[Stored dataset items]
◆ ◆ ◆ ◆

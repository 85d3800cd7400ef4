use std::sync::Arc;

use tracing::{debug, error, warn};

/// Sink for the instrumentation lines a strand emits around each operation.
///
/// Injected at construction so that tests and embedding applications can
/// capture or redirect the output.
pub trait StrandLogger: Send + Sync {
  fn debug(&self, message: &str);
  fn warning(&self, message: &str);
  fn error(&self, message: &str);
}

/// Default logger: forwards every line to `tracing`, tagged with the strand name.
#[derive(Debug, Clone)]
pub struct TracingLogger {
  strand_name: Arc<String>,
}

impl TracingLogger {
  pub fn new(strand_name: &str) -> Self {
    Self {
      strand_name: Arc::new(strand_name.to_string()),
    }
  }
}

impl StrandLogger for TracingLogger {
  fn debug(&self, message: &str) {
    debug!(strand = %*self.strand_name, "{}", message);
  }

  fn warning(&self, message: &str) {
    warn!(strand = %*self.strand_name, "{}", message);
  }

  fn error(&self, message: &str) {
    error!(strand = %*self.strand_name, "{}", message);
  }
}
use thiserror::Error;

/// Faults raised by the strand itself, as opposed to failures reported by a
/// submitted operation.
///
/// Operation outcomes use the caller's own error type; these faults reach the
/// caller through that type's `From<StrandError>` conversion.
#[derive(Error, Debug, Clone, PartialEq, Eq)]
pub enum StrandError {
  #[error("Operation '{label}' panicked: {message}")]
  OperationPanicked { label: String, message: String },

  #[error("Strand consumer has stopped; the request was not accepted")]
  ConsumerStopped,

  #[error("Completion signal for '{0}' was dropped before an outcome was delivered")]
  CompletionLost(String),

  #[error("Strand is shutting down or already shut down, cannot accept new requests")]
  ShuttingDown,

  #[error("Strand consumer thread could not be joined: {0}")]
  ConsumerJoin(String),
}
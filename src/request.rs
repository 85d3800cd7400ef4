use crate::error::StrandError;
use crate::logger::StrandLogger;

use std::any::Any;
use std::fmt;
use std::panic::{self, AssertUnwindSafe};
use std::sync::atomic::{AtomicU64, Ordering as AtomicOrdering};
use std::sync::Arc;
use std::time::{Duration, Instant};

use tokio::sync::oneshot;
use tracing::trace;

lazy_static::lazy_static! {
  static ref NEXT_REQUEST_ID_COUNTER: AtomicU64 = AtomicU64::new(0);
}

/// Operations running at least this long are reported at warning level.
/// Purely diagnostic: nothing is aborted when it is exceeded.
pub const SLOW_OPERATION_THRESHOLD: Duration = Duration::from_secs(1);

/// A label for a request, used only in diagnostics.
pub type RequestLabel = String;

pub(crate) type Job<S> = Box<dyn FnOnce(&mut S) + Send + 'static>;

/// Receives the outcome of one request once the consumer has run it.
pub(crate) type Completion<T, E> = oneshot::Receiver<Result<T, E>>;

/// A labeled unit of work travelling through the handoff queue.
///
/// The job is consumed by [`Request::run`], so a request can execute at most
/// once. It is run against the resource owned by the consumer.
pub struct Request<S> {
  pub(crate) id: u64,
  pub(crate) label: RequestLabel,
  pub(crate) job: Job<S>,
}

impl<S> fmt::Debug for Request<S> {
  fn fmt(&self, f: &mut fmt::Formatter<'_>) -> fmt::Result {
    f.debug_struct("Request")
      .field("id", &self.id)
      .field("label", &self.label)
      .finish_non_exhaustive()
  }
}

impl<S> Request<S> {
  /// Returns the process-unique id of this request.
  pub fn id(&self) -> u64 {
    self.id
  }

  pub fn label(&self) -> &str {
    &self.label
  }

  /// Runs the wrapped operation against `resource` and signals its completion.
  pub fn run(self, resource: &mut S) {
    trace!(request_id = self.id, label = %self.label, "Request running.");
    (self.job)(resource);
  }
}

/// Wraps `operation` into a request carrying the begin/elapsed/error
/// instrumentation and a fault boundary, and returns it together with the
/// receiver its outcome will be delivered on.
pub(crate) fn instrumented<S, T, E, F>(
  label: RequestLabel,
  logger: Arc<dyn StrandLogger>,
  operation: F,
) -> (Request<S>, Completion<T, E>)
where
  S: 'static,
  T: Send + 'static,
  E: fmt::Display + From<StrandError> + Send + 'static,
  F: FnOnce(&mut S) -> Result<T, E> + Send + 'static,
{
  let id = NEXT_REQUEST_ID_COUNTER.fetch_add(1, AtomicOrdering::Relaxed);
  let (done_tx, done_rx) = oneshot::channel::<Result<T, E>>();
  let job_label = label.clone();

  let job: Job<S> = Box::new(move |resource: &mut S| {
    let started = Instant::now();
    logger.debug(&format!("{} begin", job_label));

    let outcome = match panic::catch_unwind(AssertUnwindSafe(|| operation(resource))) {
      Ok(outcome) => outcome,
      Err(payload) => Err(E::from(StrandError::OperationPanicked {
        label: job_label.clone(),
        message: panic_message(payload.as_ref()),
      })),
    };

    if let Err(err) = &outcome {
      logger.error(&format!("{} error: {}", job_label, err));
    }

    log_elapsed(logger.as_ref(), &job_label, started.elapsed());

    if done_tx.send(outcome).is_err() {
      trace!(request_id = id, label = %job_label, "Submitter stopped waiting; outcome discarded.");
    }
  });

  (Request { id, label, job }, done_rx)
}

fn log_elapsed(logger: &dyn StrandLogger, label: &str, elapsed: Duration) {
  if elapsed >= SLOW_OPERATION_THRESHOLD {
    logger.warning(&format!("{} took {:?}", label, elapsed));
  } else {
    logger.debug(&format!("{} took {:?}", label, elapsed));
  }
}

pub(crate) fn panic_message(payload: &(dyn Any + Send)) -> String {
  if let Some(message) = payload.downcast_ref::<&str>() {
    (*message).to_string()
  } else if let Some(message) = payload.downcast_ref::<String>() {
    message.clone()
  } else {
    "non-string panic payload".to_string()
  }
}
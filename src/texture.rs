//! World texture loading.
//!
//! A texture source is a local path, a `file://` URL or an `http(s)://` URL.
//! Decoded images are reduced to a single luminance channel (red) which the
//! point field generator samples.

use crate::error::TextureError;
use crate::point_field::{self, PointField};
use image::DynamicImage;
use rand::prelude::*;
use std::io::Read;
use std::path::Path;
use std::sync::atomic::{AtomicBool, Ordering};
use std::sync::mpsc::{self, Receiver, TryRecvError};
use std::sync::Arc;
use std::thread;
use std::time::Duration;

/// Maximum size for downloaded textures (16MB)
const MAX_TEXTURE_SIZE: u64 = 16 * 1024 * 1024;

const HTTP_TIMEOUT: Duration = Duration::from_secs(10);

/// Row-major 8-bit luminance buffer.
#[derive(Debug, Clone)]
pub struct LuminanceMap {
    width: u32,
    height: u32,
    data: Vec<u8>,
}

impl LuminanceMap {
    pub fn from_raw(width: u32, height: u32, data: Vec<u8>) -> Result<Self, TextureError> {
        if width == 0 || height == 0 || data.len() != width as usize * height as usize {
            return Err(TextureError::InvalidDimensions(width, height));
        }
        Ok(Self { width, height, data })
    }

    /// Keeps the red channel; grayscale images expand to equal channels.
    pub fn from_image(image: &DynamicImage) -> Result<Self, TextureError> {
        let rgb = image.to_rgb8();
        let (width, height) = rgb.dimensions();
        let data = rgb.pixels().map(|p| p.0[0]).collect();
        Self::from_raw(width, height, data)
    }

    pub fn width(&self) -> u32 {
        self.width
    }

    pub fn height(&self) -> u32 {
        self.height
    }

    /// Luminance at normalized coordinates, `u` across and `v` down.
    pub fn sample_uv(&self, u: f64, v: f64) -> u8 {
        let x = (u * (self.width - 1) as f64).floor() as usize;
        let y = (v * (self.height - 1) as f64).floor() as usize;
        let x = x.min(self.width as usize - 1);
        let y = y.min(self.height as usize - 1);
        self.data[y * self.width as usize + x]
    }
}

/// Load and decode a texture synchronously.
pub fn load_luminance(source: &str) -> Result<LuminanceMap, TextureError> {
    let image = load_image(source, &AtomicBool::new(true))?;
    LuminanceMap::from_image(&image)
}

fn load_image(source: &str, alive: &AtomicBool) -> Result<DynamicImage, TextureError> {
    let bytes = if let Some(path) = source.strip_prefix("file://") {
        let path = urlencoding::decode(path).map_err(|_| TextureError::InvalidUrl(source.to_string()))?;
        std::fs::read(Path::new(path.as_ref()))?
    } else if source.starts_with("http://") || source.starts_with("https://") {
        fetch(source)?
    } else {
        std::fs::read(Path::new(source))?
    };

    if !alive.load(Ordering::Relaxed) {
        return Err(TextureError::Cancelled);
    }

    Ok(image::load_from_memory(&bytes)?)
}

fn fetch(url: &str) -> Result<Vec<u8>, TextureError> {
    let http_err = |message: String| TextureError::Http { url: url.to_string(), message };

    let response = ureq::get(url)
        .timeout(HTTP_TIMEOUT)
        .call()
        .map_err(|e| http_err(e.to_string()))?;

    if let Some(len) = response
        .header("Content-Length")
        .and_then(|s| s.parse::<u64>().ok())
    {
        if len > MAX_TEXTURE_SIZE {
            return Err(TextureError::TooLarge { limit: MAX_TEXTURE_SIZE });
        }
    }

    let mut bytes = Vec::new();
    response
        .into_reader()
        .take(MAX_TEXTURE_SIZE + 1)
        .read_to_end(&mut bytes)?;

    if bytes.len() as u64 > MAX_TEXTURE_SIZE {
        return Err(TextureError::TooLarge { limit: MAX_TEXTURE_SIZE });
    }
    Ok(bytes)
}

/// Parameters for one background point field build.
#[derive(Debug, Clone)]
pub struct PointFieldRequest {
    pub texture: Option<String>,
    pub count: usize,
    pub radius: f64,
    pub seed: u64,
}

/// Loads a texture and generates its point field off the render thread.
///
/// Dropping the loader marks it dead; the worker checks the flag between
/// steps and discards its result instead of sending into a torn-down scene.
pub struct PointFieldLoader {
    alive: Arc<AtomicBool>,
    receiver: Receiver<PointField>,
    done: bool,
}

impl PointFieldLoader {
    pub fn spawn(request: PointFieldRequest) -> Self {
        let (tx, rx) = mpsc::channel();
        let alive = Arc::new(AtomicBool::new(true));
        let worker_alive = alive.clone();

        thread::spawn(move || {
            if let Some(field) = build_point_field(&request, &worker_alive) {
                if worker_alive.load(Ordering::Relaxed) {
                    let _ = tx.send(field);
                }
            }
        });

        Self { alive, receiver: rx, done: false }
    }

    /// Returns the point field once, the first time it is polled after
    /// the worker finishes.
    pub fn poll(&mut self) -> Option<PointField> {
        if self.done {
            return None;
        }
        match self.receiver.try_recv() {
            Ok(field) => {
                self.done = true;
                Some(field)
            }
            Err(TryRecvError::Empty) => None,
            Err(TryRecvError::Disconnected) => {
                self.done = true;
                None
            }
        }
    }
}

impl Drop for PointFieldLoader {
    fn drop(&mut self) {
        self.alive.store(false, Ordering::Relaxed);
    }
}

/// Resolve the texture (if any) and run the generator, degrading to the
/// uniform branch when the texture cannot be used. Returns `None` only when
/// `alive` was cleared mid-build.
pub fn build_point_field(request: &PointFieldRequest, alive: &AtomicBool) -> Option<PointField> {
    let mut rng = StdRng::seed_from_u64(request.seed);

    let luminance = match request.texture.as_deref() {
        None => None,
        Some(source) => match load_image(source, alive).and_then(|img| LuminanceMap::from_image(&img)) {
            Ok(map) => {
                tracing::debug!(source, width = map.width(), height = map.height(), "texture decoded");
                Some(map)
            }
            Err(TextureError::Cancelled) => return None,
            Err(e) => {
                tracing::warn!(source, error = %e, "failed to load earth texture, falling back to uniform sampling");
                None
            }
        },
    };

    if !alive.load(Ordering::Relaxed) {
        return None;
    }
    Some(point_field::generate(request.count, request.radius, luminance.as_ref(), &mut rng))
}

◆ ◆ ◆ ◆

> [Task prompt]: A verbatim transcription is needed of the lines above, starting at the line with "fn load_image(source: &str, alive: &AtomicBool)" and ending at the line with "let path = urlencoding::decode(path).map_err(|_|", both included, and of nothing else.

> [Exercise solution]:
fn load_image(source: &str, alive: &AtomicBool) -> Result<DynamicImage, TextureError> {
    let bytes = if let Some(path) = source.strip_prefix("file://") {
        let path = urlencoding::decode(path).map_err(|_| TextureError::InvalidUrl(source.to_string()))?;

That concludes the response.